▸ YOUR ASSIGNMENT
Examine each line of the listing below. Copy those in which the string "impl" appears.

☆ ☆ ☆

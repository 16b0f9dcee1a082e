//! Per-bucket selection sets and the aggregated, type-tagged view over them.
//!
//! Selections are keyed by `(kind, id)`. Two buckets may reuse the same raw
//! id, so nothing here ever matches on a bare id across kinds.

use enum_map::EnumMap;

use crate::item::{BucketKind, Item, ItemId};
use crate::store::CollectionStore;

/// Ordered set of selected ids for one bucket.
#[derive(Debug, Clone, Default, PartialEq, Eq)]
pub struct SelectionSet {
    ids: Vec<ItemId>,
}

impl SelectionSet {
    pub fn contains(&self, id: &ItemId) -> bool {
        self.ids.contains(id)
    }

    pub fn len(&self) -> usize {
        self.ids.len()
    }

    pub fn is_empty(&self) -> bool {
        self.ids.is_empty()
    }

    /// Ids in selection order.
    pub fn iter(&self) -> impl Iterator<Item = &ItemId> {
        self.ids.iter()
    }

    fn insert(&mut self, id: ItemId) {
        if !self.contains(&id) {
            self.ids.push(id);
        }
    }

    fn remove(&mut self, id: &ItemId) -> bool {
        let before = self.ids.len();
        self.ids.retain(|selected| selected != id);
        self.ids.len() != before
    }

    fn clear(&mut self) {
        self.ids.clear();
    }
}

/// One row of the aggregated selection: a snapshot of the item and its kind.
#[derive(Debug, Clone, PartialEq, Eq)]
pub struct AggregatedEntry {
    pub kind: BucketKind,
    pub item: Item,
}

impl AggregatedEntry {
    pub fn id(&self) -> &ItemId {
        &self.item.id
    }
}

/// Owns the three selection sets and the aggregate derived from them.
///
/// The aggregate is rebuilt from scratch after every mutation, and callers
/// must call [`SelectionAggregator::recompute`] after changing the store.
#[derive(Debug, Default)]
pub struct SelectionAggregator {
    sets: EnumMap<BucketKind, SelectionSet>,
    entries: Vec<AggregatedEntry>,
}

impl SelectionAggregator {
    pub fn new() -> Self {
        Self::default()
    }

    pub fn set(&self, kind: BucketKind) -> &SelectionSet {
        &self.sets[kind]
    }

    pub fn is_selected(&self, kind: BucketKind, id: &ItemId) -> bool {
        self.sets[kind].contains(id)
    }

    /// Total ids across the three sets.
    pub fn selected_count(&self) -> usize {
        self.sets.values().map(SelectionSet::len).sum()
    }

    pub fn is_empty(&self) -> bool {
        self.sets.values().all(SelectionSet::is_empty)
    }

    /// Posts first, then events, then external events; bucket order within each.
    pub fn entries(&self) -> &[AggregatedEntry] {
        &self.entries
    }

    /// Owned copy of the aggregate, detached from later mutations.
    pub fn snapshot(&self) -> Vec<AggregatedEntry> {
        self.entries.clone()
    }

    /// Flips membership of `id` in the `kind` set.
    ///
    /// Returns whether anything changed. Ids missing from the bucket are ignored.
    pub fn toggle(&mut self, store: &CollectionStore, kind: BucketKind, id: &ItemId) -> bool {
        if !store.bucket(kind).contains(id) {
            tracing::debug!(%kind, %id, "toggle ignored: id not in bucket");
            return false;
        }

        let set = &mut self.sets[kind];
        if !set.remove(id) {
            set.insert(id.clone());
        }
        self.recompute(store);
        true
    }

    /// Removes `id` from the `kind` set only.
    ///
    /// Stale ids (selected but gone from the bucket) are pruned here too.
    pub fn remove(&mut self, store: &CollectionStore, kind: BucketKind, id: &ItemId) -> bool {
        let removed = self.sets[kind].remove(id);
        if removed {
            self.recompute(store);
        }
        removed
    }

    /// Empties all three sets.
    pub fn clear(&mut self) {
        for set in self.sets.values_mut() {
            set.clear();
        }
        self.entries.clear();
    }

    /// Rebuilds the aggregate by joining each set against its bucket.
    pub fn recompute(&mut self, store: &CollectionStore) {
        self.entries = BucketKind::ALL
            .iter()
            .flat_map(|&kind| {
                let set = &self.sets[kind];
                store
                    .bucket(kind)
                    .items()
                    .iter()
                    .filter(move |item| set.contains(&item.id))
                    .map(move |item| AggregatedEntry {
                        kind,
                        item: item.clone(),
                    })
            })
            .collect();
    }
}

☆ ☆ ☆

▸ TASK ANSWER
impl SelectionSet {
    pub fn iter(&self) -> impl Iterator<Item = &ItemId> {
impl AggregatedEntry {
impl SelectionAggregator {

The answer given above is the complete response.